Ultimate Spider-Man #22
Written by Brian Michael Bendis
Drawn by Sara Pichelli

On a week that had 3 Avengers books, one Remender and two Hickman, Bendis wins out for the same reason most people complain about him: the spot-on character writing. Bendis has a tendency to write a lot of speaking and little story in his arcs, a tendency that makes people complain that his seven or eight issue series (like Secret Invasion) could easily be told in three or four issues. While this is true, his writing helps support his usage in that every issue is great and you tend to not notice it until after it's all said and done and you have a clear picture and even then, readers like myself can see that though it may seem long, it's all done for a reason. Enter Ultimate Spider-Man #22.
After the death of Peter Parker, Miles Morales found himself in a very similar setting: his uncle stole a lab experiment spider that bit Miles and gave him powers like Peter. Over the years, we have come to know this kid and most have come to accept him as worthy of the mantle. But through all his work, Miles hasn't had the one thing that motivated Peter: the death of a loved one and subsequent guilt from feeling responsible. Over this current story, a version of Venom has been hunting Spider-Man and still unknown reasons. Believing Miles' father to be Spidey, he attacks him. After being taken to the hospital, Venom comes looking again only to find Spider-Man trying to stop him. Realizing that it had the wrong person, a fight ensues with Miles' mother finding her son is Spider-Man and trying to stop it. "Swallowing" both Niles and his mother, something goes wrong and the symbiote falls apart, leaving Miles and his mother a a third, naked dude. The police bust in and begin shooting the naked guy and Miles grabs his mother out of the way. As Miles looks down, he sees blood across his mother's chest and begins yelling for a doctor before his mother tries to speak,
"Look at you. Look what you can do. Baby, don't ever let him know. Don't ever let your father--"

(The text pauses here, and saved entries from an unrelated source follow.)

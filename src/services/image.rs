use crate::error::{ClientResult, OcrError};
use log::{debug, warn};
use std::path::PathBuf;

/// Where the image bytes come from.
#[derive(Debug, Clone, PartialEq)]
pub enum ImageSource {
    Path(PathBuf),
    Url(String),
}

impl ImageSource {
    /// Picks the source from the two optional inputs. A local path wins when both are set.
    pub fn from_args(image_path: &str, image_url: &str) -> ClientResult<Self> {
        if !image_path.is_empty() {
            Ok(ImageSource::Path(PathBuf::from(image_path)))
        } else if !image_url.is_empty() {
            Ok(ImageSource::Url(image_url.to_string()))
        } else {
            Err(OcrError::InvalidArgument(
                "provide either an image path or an image URL".to_string(),
            ))
        }
    }

    pub async fn load(&self, client: &reqwest::Client) -> ClientResult<Vec<u8>> {
        match self {
            ImageSource::Path(path) => {
                debug!("Reading local image {:?}", path);
                tokio::fs::read(path)
                    .await
                    .map_err(|e| OcrError::Io(format!("Failed to read local image {:?}", path), e))
            }
            ImageSource::Url(url) => {
                debug!("Downloading image from {}", url);
                let resp = client
                    .get(url)
                    .send()
                    .await
                    .map_err(|e| OcrError::Network(format!("Failed to download image from {}", url), e))?;

                let status = resp.status();
                if !status.is_success() {
                    warn!("Image download from {} returned status {}", url, status);
                }

                let bytes = resp
                    .bytes()
                    .await
                    .map_err(|e| OcrError::Network("Failed to read image data".to_string(), e))?;
                Ok(bytes.to_vec())
            }
        }
    }
}
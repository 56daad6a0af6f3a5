use clap::Parser;
use log::error;

use ocr_client::cli::{self, Cli};

fn main() {
    dotenvy::dotenv().ok();
    env_logger::Builder::from_env(env_logger::Env::default().default_filter_or("info")).init();

    let cli = Cli::parse();
    if let Err(e) = cli::run(cli) {
        error!("OCR failed: {}", e);
        eprintln!("Error: {}", e);
        std::process::exit(1);
    }
}
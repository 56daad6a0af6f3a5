// src/constants.rs

pub const DEFAULT_API_URL: &str = "http://192.168.31.106:5000/ocr";
pub const DEFAULT_IMAGE_PATH: &str = "";
pub const DEFAULT_IMAGE_URL: &str = "";

// Environment overrides
pub const ENV_API_URL: &str = "OCR_API_URL";
pub const ENV_IMAGE_PATH: &str = "OCR_IMAGE_PATH";
pub const ENV_IMAGE_URL: &str = "OCR_IMAGE_URL";

pub const JSON_CONTENT_TYPE: &str = "application/json";
pub const RESULT_HEADER: &str = "OCR result:";
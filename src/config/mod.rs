use crate::constants;

#[derive(Debug, Clone)]
pub struct Config {
    pub api_url: String,
    pub image_path: String,
    pub image_url: String,
}

impl Default for Config {
    fn default() -> Self {
        Self {
            api_url: std::env::var(constants::ENV_API_URL)
                .unwrap_or_else(|_| constants::DEFAULT_API_URL.to_string()),
            image_path: std::env::var(constants::ENV_IMAGE_PATH)
                .unwrap_or_else(|_| constants::DEFAULT_IMAGE_PATH.to_string()),
            image_url: std::env::var(constants::ENV_IMAGE_URL)
                .unwrap_or_else(|_| constants::DEFAULT_IMAGE_URL.to_string()),
        }
    }
}

impl Config {
    pub fn new() -> Self {
        Self::default()
    }

    /// Applies CLI overrides on top of the environment values.
    pub fn with_overrides(
        mut self,
        api_url: Option<String>,
        image_path: Option<String>,
        image_url: Option<String>,
    ) -> Self {
        if let Some(api_url) = api_url {
            self.api_url = api_url;
        }
        if let Some(image_path) = image_path {
            self.image_path = image_path;
        }
        if let Some(image_url) = image_url {
            self.image_url = image_url;
        }
        self
    }
}
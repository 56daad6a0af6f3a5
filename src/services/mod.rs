mod ocr;
pub use ocr::*;

mod image;
pub use image::*;
use std::fmt;

#[derive(Debug)]
pub enum OcrError {
    InvalidArgument(String),
    Io(String, std::io::Error),
    Network(String, reqwest::Error),
    Encode(serde_json::Error),
    Decode(String, serde_json::Error),
}

impl fmt::Display for OcrError {
    fn fmt(&self, f: &mut fmt::Formatter<'_>) -> fmt::Result {
        match self {
            OcrError::InvalidArgument(msg) => write!(f, "Invalid argument: {}", msg),
            OcrError::Io(msg, e) => write!(f, "{}: {}", msg, e),
            OcrError::Network(msg, e) => write!(f, "{}: {}", msg, e),
            OcrError::Encode(e) => write!(f, "Failed to encode request JSON: {}", e),
            OcrError::Decode(msg, e) => write!(f, "{}: {}", msg, e),
        }
    }
}

impl std::error::Error for OcrError {
    fn source(&self) -> Option<&(dyn std::error::Error + 'static)> {
        match self {
            OcrError::InvalidArgument(_) => None,
            OcrError::Io(_, e) => Some(e),
            OcrError::Network(_, e) => Some(e),
            OcrError::Encode(e) => Some(e),
            OcrError::Decode(_, e) => Some(e),
        }
    }
}

pub type ClientResult<T> = Result<T, OcrError>;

And with that, Miles holds the lifeless body of his mother as his friends enter just in time to see the horror. At the end of the issue, Miles wakes up in bed only to find his friend Ganke and Ganke's mother waiting for him. Realizing nothing was a dream, he runs back to him room, grabs his costume, begins ripping it up and claims "no more" over and over.
Bendis may like to progress with words over story but his words are so real and familiar that I savor each one. The death of his mother was heartbreaking. Over the last two years, you have got to know this family and you can feel the pain and anger with her demise. The next issue jumps forward a year in the story and Miles apparently was joking when he said "no more". I can't wait to see where Bendis takes this and I can't wait to see how Miles deals with his own Uncle Ben situation. Talk all you want, Mr. Bendis. You have my attention.